Stolen credit card numbers occasionally spill on the dark web for the most mundane reason: People carelessly give them up.
According to investigators with Gemini Advisory, a China-based e-commerce scam seems to be collecting card info not through direct hacks on companies or using pernicious malware to skim data, but with a more straightforward strategy. The fraudsters set up hundreds of ecommerce sites that seem to sell legitimate products but rather capture card numbers available on the dark web, Gemini states.
It ends up being a double-dip for the crooks: Along with vending the card information and other information regarding shoppers in cybercriminal forums, they also collect cash for things that are “faulty, counterfeit, or nonexistent,” Gemini states in a report published Thursday. The dark web earnings have contributed to gains up of $500,000 over the last six months. Still, the complete take is “likely considerably larger,” considering all of the money the scammers probably collected for the counterfeit goods.
Tens of thousands of payment documents in the U.S. and elsewhere have been subjected, Gemini states. The report comes as the corona-virus pandemic has upended retail experiences for much of the planet, and U.S. and European customers are entering into a holiday shopping season that will more online than ever before. It’s also a reminder that while Magecart malware and other card info skimmers get a whole lot of attention from cybersecurity researchers, there is more than one way to steal a credit card number.

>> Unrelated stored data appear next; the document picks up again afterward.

//! Query node tree.
//!
//! Nodes live in a `QueryTree` arena and are addressed by `NodeId`. Interior
//! nodes own an ordered list of child ids; rewriting a node means allocating
//! new nodes and replacing a child-id list, never aliasing a subtree.
//!
//! The variant set is closed. Passes match on `NodeKind` exhaustively, so a
//! new variant has to be handled everywhere before the workspace compiles.

mod printer;
mod query_string;
mod tree;

#[cfg(test)]
mod query_string_tests;

use rowan::{TextRange, TextSize};

pub use printer::TreePrinter;
pub use tree::QueryTree;

/// Position of a node in the original query string.
///
/// Carried for diagnostics only; passes never interpret it.
pub type Span = TextRange;

/// Build a span from `begin`/`end` offsets.
///
/// # Panics
/// Panics if `begin > end`.
pub fn span(begin: u32, end: u32) -> Span {
    TextRange::new(TextSize::from(begin), TextSize::from(end))
}

/// Field name reserved for "no field given".
///
/// Nodes on this field render without a `field:` prefix.
pub const PLAINTEXT_FIELD: &str = "_plain";

/// A lightweight handle to a node in a `QueryTree`.
#[derive(Clone, Copy, PartialEq, Eq, PartialOrd, Ord, Hash, Debug)]
pub struct NodeId(u32);

impl NodeId {
    #[inline]
    pub fn from_raw(index: u32) -> Self {
        Self(index)
    }

    #[inline]
    pub fn as_u32(self) -> u32 {
        self.0
    }

    #[inline]
    pub fn index(self) -> usize {
        self.0 as usize
    }
}

/// Clause necessity attached by a `Modifier` node.
#[derive(Clone, Copy, PartialEq, Eq, Hash, Debug, Default)]
pub enum Modifier {
    /// Explicitly unspecified: the clause follows the enclosing operator.
    #[default]
    None,
    /// `+clause`
    Required,
    /// `-clause` / `NOT clause`
    Prohibited,
}

impl Modifier {
    /// Prefix used in front of terms and phrases.
    pub fn symbol(self) -> &'static str {
        match self {
            Self::None => "",
            Self::Required => "+",
            Self::Prohibited => "-",
        }
    }

    /// Prefix used in front of boolean sub-expressions.
    pub fn keyword(self) -> &'static str {
        match self {
            Self::None => "",
            Self::Required => "+",
            Self::Prohibited => "NOT ",
        }
    }

    pub fn name(self) -> &'static str {
        match self {
            Self::None => "none",
            Self::Required => "required",
            Self::Prohibited => "prohibited",
        }
    }

    /// Whether the user stated the clause necessity (required or prohibited).
    pub fn is_explicit(self) -> bool {
        !matches!(self, Self::None)
    }
}

/// Operator tag of a boolean node.
#[derive(Clone, Copy, PartialEq, Eq, Hash, Debug, Default)]
pub enum BooleanOp {
    /// Operator not written in the query; resolved from the configured default.
    #[default]
    Unspecified,
    /// Conjunctive node: `a AND b`.
    And,
    /// Disjunctive node: `a OR b`.
    Or,
}

impl BooleanOp {
    /// Separator placed between rendered children.
    pub fn separator(self) -> &'static str {
        match self {
            Self::Unspecified => " ",
            Self::And => " AND ",
            Self::Or => " OR ",
        }
    }
}

/// Field name and text of a term or phrase node.
///
/// Both are always present; an unspecified field is `PLAINTEXT_FIELD`.
#[derive(Clone, PartialEq, Eq, Hash, Debug)]
pub struct FieldNode {
    field: String,
    text: String,
}

impl FieldNode {
    pub fn new(field: impl Into<String>, text: impl Into<String>) -> Self {
        Self {
            field: field.into(),
            text: text.into(),
        }
    }

    /// Term on the default field.
    pub fn plaintext(text: impl Into<String>) -> Self {
        Self::new(PLAINTEXT_FIELD, text)
    }

    pub fn field(&self) -> &str {
        &self.field
    }

    pub fn text(&self) -> &str {
        &self.text
    }

    pub fn is_default_field(&self) -> bool {
        self.field == PLAINTEXT_FIELD
    }
}

/// Node variants.
#[derive(Clone, PartialEq, Debug)]
pub enum NodeKind {
    /// Single term on a field.
    Field(FieldNode),
    /// Phrase on a field. Phrase-ness is the variant itself, not a flag.
    QuotedField(FieldNode),
    /// Wraps exactly one child with a clause necessity.
    Modifier(Modifier),
    /// Ordered boolean combination of any number of children.
    Boolean(BooleanOp),
    /// Explicit parentheses around exactly one child.
    Group,
    /// Relevance weight applied to exactly one child.
    Boost(f32),
}

/// How many children a variant admits.
#[derive(Clone, Copy, PartialEq, Eq, Debug)]
pub(crate) enum ChildArity {
    Leaf,
    Single,
    Many,
}

impl NodeKind {
    /// Display name of the variant.
    pub fn label(&self) -> &'static str {
        match self {
            Self::Field(_) => "Field",
            Self::QuotedField(_) => "QuotedField",
            Self::Modifier(_) => "Modifier",
            Self::Boolean(BooleanOp::Unspecified) => "Boolean",
            Self::Boolean(BooleanOp::And) => "And",
            Self::Boolean(BooleanOp::Or) => "Or",
            Self::Group => "Group",
            Self::Boost(_) => "Boost",
        }
    }

    pub(crate) fn arity(&self) -> ChildArity {
        match self {
            Self::Field(_) | Self::QuotedField(_) => ChildArity::Leaf,
            Self::Modifier(_) | Self::Group | Self::Boost(_) => ChildArity::Single,
            Self::Boolean(_) => ChildArity::Many,
        }
    }

    pub fn is_leaf(&self) -> bool {
        self.arity() == ChildArity::Leaf
    }

    /// Field data of term and phrase nodes.
    pub fn as_field(&self) -> Option<&FieldNode> {
        match self {
            Self::Field(f) | Self::QuotedField(f) => Some(f),
            _ => None,
        }
    }

    pub fn is_phrase(&self) -> bool {
        matches!(self, Self::QuotedField(_))
    }

    pub fn modifier(&self) -> Option<Modifier> {
        match self {
            Self::Modifier(m) => Some(*m),
            _ => None,
        }
    }

    pub fn boolean_op(&self) -> Option<BooleanOp> {
        match self {
            Self::Boolean(op) => Some(*op),
            _ => None,
        }
    }
}

/// One arena slot: variant, position and children.
///
/// Fields are private; only `QueryTree` changes a node, and only its child list.
#[derive(Clone, PartialEq, Debug)]
pub struct Node {
    kind: NodeKind,
    span: Span,
    children: Vec<NodeId>,
}

impl Node {
    pub fn kind(&self) -> &NodeKind {
        &self.kind
    }

    pub fn span(&self) -> Span {
        self.span
    }

    pub fn begin(&self) -> u32 {
        self.span.start().into()
    }

    pub fn end(&self) -> u32 {
        self.span.end().into()
    }

    pub fn children(&self) -> &[NodeId] {
        &self.children
    }

    pub fn is_leaf(&self) -> bool {
        self.kind.is_leaf()
    }
}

An operation such as this requires some infrastructure. To appear as legitimate retailers while hiding their connections to the bigger scam, each of the websites needs an exceptional retailer name and merchant identification number (MID). Finding a MID “requires either a direct partnership with an acquiring bank or a connection with a third party merchant company that operates with a dedicated acquiring bank,” Gemini notes, adding that” almost 200 of the scam websites from the recognized group were connected to the obtaining Chinese bank Jilin Jiutai Rural Commercial Bank Co., Ltd..”
Gemini does not link the lender directly to the scam – it is possible that the relationship was managed through third-party businesses.
Gemini says there are approximately 600 connected web addresses, and the majority of them are enrolled through China’s ename.net. The imitation stores generally use the e-commerce platform OpenCart, since it’s open-source – instead of a platform such as Shopify, which has fraud monitoring and mitigation policies in place. The team also relies on web infrastructure from Cloudflare “to conceal its IP addresses for each of its websites,” the report states.
“This cookie strategy was probably taken to facilitate the rapid deployment of a great number of scam websites,” Gemini states.
The fraudsters also have other practices to lure people in and look legitimate.
“For the average customer, there isn’t any visible link between different sites within the community as each seems to be a different, legitimate store,” Gemini states. “The websites use Google Ads and social networking advertising campaigns to entice customers with offers for goods at a discount below market prices. The websites’ advertisements almost always show that the deals are part of a limited-time sale to pressure potential clients into purchasing anything.”